According to a latest study, only half of all patients receive appropriately administered antimicrobial infection medication within one hour of major surgery. The figure emphasises just how much patients are at risk from surgical site infections.

In addition, the reluctance to carry out this procedure, which was established in the 1960's, is causing concern amongst scientists, who believe that the lack of proper post-operative treatment is fuelling the blitz of antibiotic-resistant microorganisms.

Surgical site infections (SSIs) are a major contributor to patient injury, mortality and health care costs, increasing mortality rates by two to three times, length of hospital stay by an average of seven days and charges by approximately $3000 (€2270).

The study published in the February issue of Archives of Surgery, one of the JAMA/Archives journals, said: "Antimicrobial prophylaxis (preventive treatment) to prevent SSI is one of the most widely accepted practices in surgery."

The study noted there was evidence that use of new, broad-spectrum antimicrobials and prolonged use of antimicrobials could promote antimicrobial-resistant bacteria and increase the incidence of antibiotic-associated complications, according to the article.

More and more hospital-acquired infections are resistant to the most powerful antibiotics available, methicillin and vancomycin. These drugs are normally reserved to treat only the most intractable infections in order to slow development of resistance to them.

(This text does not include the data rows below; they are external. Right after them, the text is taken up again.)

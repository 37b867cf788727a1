use crate::error::{Result, TextfixError};
use crate::rules::{
    escapes_target, ReplacementRule, ReplacementSet, RuleBook, RuleScope, RuleWarning,
};
use crate::select::FileFilter;
use serde::{Deserialize, Serialize};
use std::path::{Path, PathBuf};

// ---------------------------------------------------------------------------
// Job
// ---------------------------------------------------------------------------

/// Everything one replacement pass needs: where to look, what to select, how
/// to name the backup, and the rules to apply.
#[derive(Debug, Clone, PartialEq, Eq)]
pub struct Job {
    pub name: String,
    /// Target directory, relative to the project root.
    pub target: PathBuf,
    pub backup_prefix: String,
    pub filter: FileFilter,
    pub rules: RuleBook,
}

impl Job {
    pub fn target_dir(&self, root: &Path) -> PathBuf {
        root.join(&self.target)
    }

    /// Load a job definition from a YAML file.
    pub fn load(path: &Path) -> Result<Self> {
        if !path.exists() {
            return Err(TextfixError::RulesFileNotFound(path.to_path_buf()));
        }
        let data = std::fs::read_to_string(path)?;
        Self::from_yaml(&data)
    }

    pub fn from_yaml(data: &str) -> Result<Self> {
        let file: JobFile = serde_yaml::from_str(data)?;
        file.try_into()
    }

    pub fn to_yaml(&self) -> Result<String> {
        Ok(serde_yaml::to_string(&JobFile::from(self))?)
    }

    pub fn validate(&self) -> Vec<RuleWarning> {
        let mut warnings = Vec::new();

        if self.rules.is_empty() {
            warnings.push(RuleWarning {
                message: format!("job '{}' has no rules", self.name),
            });
        }

        if let FileFilter::Explicit(paths) = &self.filter {
            for p in paths.iter().filter(|p| escapes_target(p)) {
                warnings.push(RuleWarning {
                    message: format!(
                        "selected file '{}' points outside the target directory",
                        p.display()
                    ),
                });
            }
            for set in self.rules.sets() {
                if let RuleScope::File(p) = &set.scope {
                    if !paths.contains(p) {
                        warnings.push(RuleWarning {
                            message: format!(
                                "rules for '{}' never run: the file is not in the selection list",
                                p.display()
                            ),
                        });
                    }
                }
            }
        }

        warnings.extend(self.rules.validate());
        warnings
    }
}

// ---------------------------------------------------------------------------
// On-disk shape
// ---------------------------------------------------------------------------

#[derive(Debug, Clone, Serialize, Deserialize)]
#[serde(rename_all = "snake_case")]
enum SelectSpec {
    Extension(String),
    Files(Vec<PathBuf>),
}

#[derive(Debug, Clone, Serialize, Deserialize)]
struct FileRules {
    path: PathBuf,
    rules: Vec<ReplacementRule>,
}

#[derive(Debug, Clone, Serialize, Deserialize)]
struct JobFile {
    name: String,
    target: PathBuf,
    #[serde(default = "default_backup_prefix")]
    backup_prefix: String,
    #[serde(with = "serde_yaml::with::singleton_map")]
    select: SelectSpec,
    #[serde(default, skip_serializing_if = "Vec::is_empty")]
    rules: Vec<ReplacementRule>,
    #[serde(default, skip_serializing_if = "Vec::is_empty")]
    files: Vec<FileRules>,
}

fn default_backup_prefix() -> String {
    ".textfix-backups".to_string()
}

impl TryFrom<JobFile> for Job {
    type Error = TextfixError;

    fn try_from(file: JobFile) -> Result<Self> {
        for rule in file.rules.iter().chain(file.files.iter().flat_map(|f| &f.rules)) {
            rule.check()?;
        }

        // Per-file sets come before the shared table so a file's own rules win.
        let mut sets: Vec<ReplacementSet> = file
            .files
            .into_iter()
            .map(|f| ReplacementSet::for_file(f.path, f.rules))
            .collect();
        if !file.rules.is_empty() {
            sets.push(ReplacementSet::shared(file.rules));
        }

        let filter = match file.select {
            SelectSpec::Extension(ext) => FileFilter::Extension(ext),
            SelectSpec::Files(paths) => FileFilter::Explicit(paths),
        };

        Ok(Job {
            name: file.name,
            target: file.target,
            backup_prefix: file.backup_prefix,
            filter,
            rules: RuleBook::new(sets),
        })
    }
}

impl From<&Job> for JobFile {
    fn from(job: &Job) -> Self {
        let mut rules = Vec::new();
        let mut files = Vec::new();
        for set in job.rules.sets() {
            match &set.scope {
                RuleScope::AllFiles => rules.extend(set.rules.iter().cloned()),
                RuleScope::File(path) => files.push(FileRules {
                    path: path.clone(),
                    rules: set.rules.clone(),
                }),
            }
        }
        let select = match &job.filter {
            FileFilter::Extension(ext) => SelectSpec::Extension(ext.clone()),
            FileFilter::Explicit(paths) => SelectSpec::Files(paths.clone()),
        };
        JobFile {
            name: job.name.clone(),
            target: job.target.clone(),
            backup_prefix: job.backup_prefix.clone(),
            select,
            rules,
            files,
        }
    }
}

#[cfg(test)]
mod tests {
    use super::*;

    const SHARED: &str = r#"
name: links
target: docs
select:
  extension: md
rules:
  - old: /old/a
    new: /new/a
  - old: /old/b
    new: /new/b
"#;

    #[test]
    fn loads_shared_rules() {
        let job = Job::from_yaml(SHARED).unwrap();
        assert_eq!(job.name, "links");
        assert_eq!(job.target, PathBuf::from("docs"));
        assert_eq!(job.backup_prefix, ".textfix-backups");
        assert_eq!(job.filter, FileFilter::Extension("md".into()));
        let patterns: Vec<_> = job.rules.all_rules().map(|r| r.pattern()).collect();
        assert_eq!(patterns, vec!["/old/a", "/old/b"]);
    }

    #[test]
    fn loads_per_file_rules() {
        let yaml = r#"
name: agents
target: agents
backup_prefix: .agent-backups
select:
  files: [pm.md]
files:
  - path: pm.md
    rules:
      - old: Auto-invoked
        new: Use this agent
"#;
        let job = Job::from_yaml(yaml).unwrap();
        assert_eq!(job.filter, FileFilter::Explicit(vec!["pm.md".into()]));
        assert_eq!(job.rules.rules_for(Path::new("pm.md")).len(), 1);
        assert!(job.rules.rules_for(Path::new("sm.md")).is_empty());
        assert!(job.validate().is_empty());
    }

    #[test]
    fn empty_pattern_rejected_on_load() {
        let yaml = r#"
name: bad
target: docs
select:
  extension: md
rules:
  - old: ""
    new: x
"#;
        let err = Job::from_yaml(yaml).unwrap_err();
        assert!(matches!(err, TextfixError::InvalidRule(_)));
    }

    #[test]
    fn missing_file_reported() {
        let err = Job::load(Path::new("/definitely/not/here.yaml")).unwrap_err();
        assert!(matches!(err, TextfixError::RulesFileNotFound(_)));
    }

    #[test]
    fn yaml_survives_save_and_load() {
        let job = Job::from_yaml(SHARED).unwrap();
        let again = Job::from_yaml(&job.to_yaml().unwrap()).unwrap();
        assert_eq!(job, again);
    }

    #[test]
    fn select_is_written_as_a_plain_map() {
        let yaml = Job::from_yaml(SHARED).unwrap().to_yaml().unwrap();
        assert!(yaml.contains("select:\n  extension: md\n"), "{yaml}");
        assert!(!yaml.contains('!'));
    }

    #[test]
    fn validate_flags_escaping_selection() {
        let yaml = r#"
name: agents
target: agents
select:
  files: [../secrets.md, /etc/motd]
files:
  - path: ../secrets.md
    rules:
      - old: a
        new: b
"#;
        let job = Job::from_yaml(yaml).unwrap();
        let escaping = job
            .validate()
            .iter()
            .filter(|w| w.message.contains("selected file"))
            .count();
        assert_eq!(escaping, 2);
    }

    #[test]
    fn validate_flags_unselected_file_scope() {
        let yaml = r#"
name: agents
target: agents
select:
  files: [pm.md]
files:
  - path: sm.md
    rules:
      - old: a
        new: b
"#;
        let job = Job::from_yaml(yaml).unwrap();
        let warnings = job.validate();
        assert!(warnings.iter().any(|w| w.message.contains("not in the selection list")));
    }
}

"The results of this study raise additional concerns regarding antimicrobial resistance. Our data suggest that vancomycin continues to be used excessively for surgical prophylaxis," the authors of the study discovered.

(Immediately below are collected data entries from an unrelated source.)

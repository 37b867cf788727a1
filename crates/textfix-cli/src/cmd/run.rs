use crate::output::print_json;
use std::path::Path;
use textfix_core::run::{self as engine, FileOutcome, RunOptions, RunReport};

use super::JobArgs;

/// `textfix run` — back up the target, then rewrite the selected files.
///
/// A backup failure aborts before anything is modified. Files that fail to
/// read or write are reported and skipped; they do not fail the command.
pub fn run(root: Option<&Path>, args: &JobArgs, dry_run: bool, json: bool) -> anyhow::Result<()> {
    let (job, root) = super::resolve(root, args)?;

    let opts = RunOptions {
        dry_run,
        now: None,
    };
    let report = engine::run(&root, &job, &opts)?;

    if json {
        return print_json(&report);
    }

    print_report(&report, args);
    Ok(())
}

fn print_report(report: &RunReport, args: &JobArgs) {
    if let Some(backup) = &report.backup {
        println!("Backup created: {} ({} files)", backup.root.display(), backup.files);
    } else {
        println!("Dry run: no backup taken, no files written");
    }
    println!();

    for file in &report.files {
        match &file.outcome {
            FileOutcome::Modified { applied } => {
                let verb = if report.dry_run { "Would fix" } else { "Fixed" };
                println!("  ✓ {verb}: {}", file.path.display());
                for a in applied {
                    println!("    - {} → {} (x{})", a.old, a.new, a.occurrences);
                }
            }
            FileOutcome::Failed { error } => {
                println!("  ✗ Error: {}: {error}", file.path.display());
            }
            FileOutcome::Unchanged => {}
        }
    }

    println!();
    println!("Processing complete.");
    println!("   Files processed: {}", report.files_scanned);
    println!("   Files modified: {}", report.files_modified);
    if report.files_failed > 0 {
        println!("   Files failed: {}", report.files_failed);
    }
    println!("   Total changes: {}", report.total_substitutions);

    if let Some(backup) = &report.backup {
        println!("   Backup location: {}", backup.root.display());
        println!();
        println!("To verify:  textfix check {}", job_ref(args));
        println!(
            "To restore: textfix restore {} --backup {}",
            job_ref(args),
            backup.root.display()
        );
    }
}

fn job_ref(args: &JobArgs) -> String {
    match (&args.rules, &args.preset) {
        (Some(path), _) => format!("--rules {}", path.display()),
        (None, Some(name)) => name.clone(),
        (None, None) => String::new(),
    }
}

According to Centres for Disease Control and Prevention (CDC), nearly two million patients in the United States get an infection in the hospital each year. Of those patients, about 90,000 die each year as a result of their infection-up from 13,300 patient deaths in 1992.

More than 70 per cent of the bacteria that cause hospital-acquired infections are resistant to at least one of the drugs most commonly used to treat them. Persons infected with drug-resistant organisms are more likely to have longer hospital stays and require treatment with second or third choice drugs that may be less effective, more toxic, and more expensive

Dale Bratzler of the Oklahoma Foundation for Medical Quality, Oklahoma City, and colleagues report results of an assessment of antimicrobial use to prevent SSIs for patients undergoing major surgery during 2001.

The study included a random sample of 34,133 patients. Records were examined to see whether SSI's were given within one hour before the surgical incision and the selection of safe and effective antimicrobials consistent with current published guidelines.

Overall, 55.7 per cent of patients received prophylactic antimicrobials during the 60 minutes before incision. Prior studies have demonstrated that timing is critical to the effectiveness of prophylaxis, and current guidelines recommend dosing within one hour before incision.

It noted that 9.6 per cent of the patients in our assessment received their first dose more than four hours after incision when little if any benefit would be expected based on these previously published guidelines.

"Most (92.6 per cent) of the patients in this assessment received a prophylactic antimicrobial regimen consistent with current guidelines," according to the study. "However, only 78.7 per cent received regimens that were limited to the recommended agents, suggesting that a substantial amount of antimicrobials are used unnecessarily."

Substantial opportunities remain to improve the use of prophylactic antimicrobials for patients undergoing major surgery. Achieving high rates of performance for appropriate antimicrobials to prevent SSIs will require the development of systems in which the knowledge from years of research and recommendation from clinical practice guidelines are routinely incorporated into practice.